9) Your Employer Isn't Required to Hold Your Job Open
If you do decide to pursue short or long-term disability or file suit against your employer, you should know that it can be a long and often protracted process. In the meantime, and as you heal, your employer may decide to fill your position.
According to workers' compensation laws in Louisiana, employers aren't required to hold workers' jobs open while receiving workers' comp benefits or any other kind of workers' comp. If you suffer a workplace injury that causes you to miss work for an extended period, the employer isn't obligated to wait for you.
For instance, if your injury is so severe that you cannot work for one year, your employer still needs someone to fill your duties. They are free to hire someone to cover your job role, and they aren't obligated to give you your job back once you recover.
10) Insurers May Investigate You to Verify Claim Details
After employees file a workers' compensation claim, their company's workers' compensation insurance provider may want to investigate the details of the accident or illness. The workers' comp insurer assumes that workers file fraudulent claims to obtain workers' comp benefits illegally.
If you discover that your employer has filed an investigation request against you because they believe you have made a workers comp claim fraudulently, don't ignore it. Once workers' comp insurers suspect illegal activity, they will keep a close eye on you and your workers' compensation benefits.
If you have made a legitimate worker's comp claim, you have nothing to worry about. However, you should never make statements or sign paperwork regarding your case without an attorney present.
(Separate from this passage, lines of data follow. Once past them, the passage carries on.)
//! Cross-field consistency repairs.
//!
//! Each rule rewrites the offending rows in place and reports how many it
//! touched. Rules whose columns are absent are skipped.

use crate::{
    data::Cell,
    pipeline::{
        Advisory, AdvisoryKind, CLICKS, Frame, IMPRESSIONS, PURCHASES, REVENUE, SPEND, Staged,
        whole_count,
    },
};

pub fn repair(mut frame: Frame) -> Staged<Frame> {
    let advisories = [
        cap_clicks_at_impressions(&mut frame),
        clip_negative_spend(&mut frame),
        infer_purchases_from_revenue(&mut frame),
    ]
    .into_iter()
    .flatten()
    .collect();
    Staged::new(frame, advisories)
}

/// `clicks > impressions` cannot happen; trust the impression count.
pub fn cap_clicks_at_impressions(frame: &mut Frame) -> Option<Advisory> {
    let clicks = frame.column_index(CLICKS)?;
    let impressions = frame.column_index(IMPRESSIONS)?;
    let mut affected = 0usize;
    for row in frame.rows_mut() {
        let cap = Frame::number(row, impressions);
        if Frame::number(row, clicks) > cap {
            row.cells[clicks] = Cell::Number(cap);
            affected += 1;
        }
    }
    (affected > 0).then(|| {
        Advisory::new(
            AdvisoryKind::ClicksCapped,
            affected,
            format!(
                "Found {affected} row(s) where clicks > impressions; set clicks = impressions"
            ),
        )
    })
}

pub fn clip_negative_spend(frame: &mut Frame) -> Option<Advisory> {
    let spend = frame.column_index(SPEND)?;
    let mut affected = 0usize;
    for row in frame.rows_mut() {
        if Frame::number(row, spend) < 0.0 {
            row.cells[spend] = Cell::Number(0.0);
            affected += 1;
        }
    }
    (affected > 0).then(|| {
        Advisory::new(
            AdvisoryKind::NegativeSpend,
            affected,
            format!("Found {affected} row(s) with negative spend; set to 0"),
        )
    })
}

/// Revenue is taken as proof of at least one conversion even when the
/// conversion count was not reported. The count is judged as it will be
/// stored, so fractions that round to zero and negatives are repaired too.
pub fn infer_purchases_from_revenue(frame: &mut Frame) -> Option<Advisory> {
    let purchases = frame.column_index(PURCHASES)?;
    let revenue = frame.column_index(REVENUE)?;
    let mut affected = 0usize;
    for row in frame.rows_mut() {
        if Frame::number(row, revenue) > 0.0 && whole_count(Frame::number(row, purchases)) == 0 {
            row.cells[purchases] = Cell::Number(1.0);
            affected += 1;
        }
    }
    (affected > 0).then(|| {
        Advisory::new(
            AdvisoryKind::PurchasesInferred,
            affected,
            format!("Set purchases = 1 for {affected} row(s) with revenue but no purchases"),
        )
    })
}

#[cfg(test)]
mod tests {
    use super::*;
    use crate::pipeline::{
        coerce::coerce,
        test_support::{frame, numbers},
    };

    #[test]
    fn caps_clicks_and_reports_each_rule() {
        let input = coerce(frame(
            &["spend", "impressions", "clicks", "purchases", "revenue"],
            &[
                &["50", "100", "120", "0", "0"],
                &["-3", "10", "2", "0", "500"],
                &["1", "10", "2", "4", "40"],
            ],
        ))
        .table;
        let staged = repair(input);
        assert_eq!(numbers(&staged.table, "clicks"), vec![100.0, 2.0, 2.0]);
        assert_eq!(numbers(&staged.table, "spend"), vec![50.0, 0.0, 1.0]);
        assert_eq!(numbers(&staged.table, "purchases"), vec![0.0, 1.0, 4.0]);
        let kinds = staged.advisories.iter().map(|a| a.kind).collect::<Vec<_>>();
        assert_eq!(
            kinds,
            vec![
                AdvisoryKind::ClicksCapped,
                AdvisoryKind::NegativeSpend,
                AdvisoryKind::PurchasesInferred
            ]
        );
        assert!(staged.advisories.iter().all(|a| a.rows == 1));
    }

    #[test]
    fn consistent_tables_raise_nothing() {
        let input = coerce(frame(
            &["spend", "impressions", "clicks"],
            &[&["5", "100", "10"]],
        ))
        .table;
        let staged = repair(input.clone());
        assert_eq!(staged.table, input);
        assert!(staged.advisories.is_empty());
    }

    #[test]
    fn purchases_that_round_to_zero_are_inferred() {
        let mut input = frame(
            &["purchases", "revenue"],
            &[&["0.4", "250"], &["-2", "250"], &["0.6", "250"], &["0.4", "0"]],
        );
        for row in input.rows_mut() {
            for cell in &mut row.cells {
                *cell = Cell::Number(cell.as_display().parse().unwrap());
            }
        }
        let advisory = infer_purchases_from_revenue(&mut input).unwrap();
        assert_eq!(advisory.rows, 2);
        assert_eq!(numbers(&input, "purchases"), vec![1.0, 1.0, 0.6, 0.4]);
    }

    #[test]
    fn purchase_rule_needs_both_columns() {
        let mut input = coerce(frame(&["revenue"], &[&["20"]])).table;
        assert!(infer_purchases_from_revenue(&mut input).is_none());
    }
}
Having workers' compensation insurance can help workers get better quicker, and it may even help workers avoid going into debt to pay their medical bills. However, workers need to file these confusing and often lengthy claims correctly to receive workers' comp benefits.
Employees often file a workers' compensation claim without the proper paperwork or give incorrect information when filing their claim. Doing so could put them at risk of having their workers' compensation benefits revoked.
Workers also must be careful not to speak with insurers until after they have talked to an attorney, as doing so can further compromise workers' legal rights. At Schwartz Law, we understand workers' compensation laws and workers' compensation claims. We can help workers through the workers' compensation claim process to ensure employees receive all benefits they deserve.